REQUIRED WORK: Word for word, restate the entries below from their first line through the line that contains "per cache; every".
-- DATA TO PROCESS follows --
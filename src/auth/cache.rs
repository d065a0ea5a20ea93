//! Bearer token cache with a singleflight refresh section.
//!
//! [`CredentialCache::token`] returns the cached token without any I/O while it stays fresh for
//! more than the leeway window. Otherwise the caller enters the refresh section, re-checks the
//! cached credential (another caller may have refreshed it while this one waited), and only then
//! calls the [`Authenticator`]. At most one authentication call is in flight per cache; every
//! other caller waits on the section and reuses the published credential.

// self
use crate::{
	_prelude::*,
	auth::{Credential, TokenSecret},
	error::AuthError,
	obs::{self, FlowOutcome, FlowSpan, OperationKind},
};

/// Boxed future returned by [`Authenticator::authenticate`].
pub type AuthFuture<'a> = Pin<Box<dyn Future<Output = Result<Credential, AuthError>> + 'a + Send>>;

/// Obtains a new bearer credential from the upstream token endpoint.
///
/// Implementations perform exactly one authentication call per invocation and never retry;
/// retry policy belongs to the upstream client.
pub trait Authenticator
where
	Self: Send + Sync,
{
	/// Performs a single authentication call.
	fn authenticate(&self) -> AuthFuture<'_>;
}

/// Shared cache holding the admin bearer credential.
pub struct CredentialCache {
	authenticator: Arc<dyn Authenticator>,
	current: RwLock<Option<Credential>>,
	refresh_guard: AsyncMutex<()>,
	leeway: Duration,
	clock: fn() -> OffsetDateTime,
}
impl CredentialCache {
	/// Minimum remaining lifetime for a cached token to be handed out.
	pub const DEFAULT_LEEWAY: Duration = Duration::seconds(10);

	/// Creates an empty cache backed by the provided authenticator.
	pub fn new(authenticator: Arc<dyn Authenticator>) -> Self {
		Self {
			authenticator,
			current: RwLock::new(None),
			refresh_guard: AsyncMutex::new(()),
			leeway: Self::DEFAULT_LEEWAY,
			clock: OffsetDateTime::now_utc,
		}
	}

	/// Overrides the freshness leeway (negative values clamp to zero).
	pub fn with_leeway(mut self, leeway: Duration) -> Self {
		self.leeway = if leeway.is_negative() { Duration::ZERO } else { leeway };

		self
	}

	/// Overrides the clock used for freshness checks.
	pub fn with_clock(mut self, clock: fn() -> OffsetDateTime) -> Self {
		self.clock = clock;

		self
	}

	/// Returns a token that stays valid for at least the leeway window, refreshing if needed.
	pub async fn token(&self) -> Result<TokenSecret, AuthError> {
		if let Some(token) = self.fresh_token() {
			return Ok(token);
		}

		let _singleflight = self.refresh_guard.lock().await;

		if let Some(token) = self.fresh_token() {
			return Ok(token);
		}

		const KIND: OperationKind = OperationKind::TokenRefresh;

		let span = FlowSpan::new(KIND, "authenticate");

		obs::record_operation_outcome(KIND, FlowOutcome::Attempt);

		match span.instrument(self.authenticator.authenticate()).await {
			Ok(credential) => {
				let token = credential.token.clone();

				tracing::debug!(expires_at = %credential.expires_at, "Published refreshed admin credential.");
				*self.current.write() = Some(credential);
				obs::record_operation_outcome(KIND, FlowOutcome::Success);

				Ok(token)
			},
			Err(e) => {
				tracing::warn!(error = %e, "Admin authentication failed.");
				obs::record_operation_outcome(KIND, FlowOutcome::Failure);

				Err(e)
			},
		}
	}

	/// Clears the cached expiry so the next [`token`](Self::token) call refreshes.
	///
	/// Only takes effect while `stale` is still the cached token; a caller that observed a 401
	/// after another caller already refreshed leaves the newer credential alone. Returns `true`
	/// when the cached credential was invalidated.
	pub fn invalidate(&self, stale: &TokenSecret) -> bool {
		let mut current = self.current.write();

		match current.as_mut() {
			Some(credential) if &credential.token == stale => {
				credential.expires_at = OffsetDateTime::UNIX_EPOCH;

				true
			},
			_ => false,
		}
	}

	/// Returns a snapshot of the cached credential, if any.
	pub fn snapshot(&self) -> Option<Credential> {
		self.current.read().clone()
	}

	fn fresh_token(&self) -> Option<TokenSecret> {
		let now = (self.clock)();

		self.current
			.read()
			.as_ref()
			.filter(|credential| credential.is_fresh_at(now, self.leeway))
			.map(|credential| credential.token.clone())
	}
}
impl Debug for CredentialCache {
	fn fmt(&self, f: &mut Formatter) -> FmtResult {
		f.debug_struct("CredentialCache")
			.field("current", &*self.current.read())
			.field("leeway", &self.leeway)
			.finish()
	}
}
-- DATA TO PROCESS concluded --
TASK ANSWER:
filename src/auth/cache.rs
repository d065a0ea5a20ea93
//! Bearer token cache with a singleflight refresh section.
//!
//! [`CredentialCache::token`] returns the cached token without any I/O while it stays fresh for
//! more than the leeway window. Otherwise the caller enters the refresh section, re-checks the
//! cached credential (another caller may have refreshed it while this one waited), and only then
//! calls the [`Authenticator`]. At most one authentication call is in flight per cache; every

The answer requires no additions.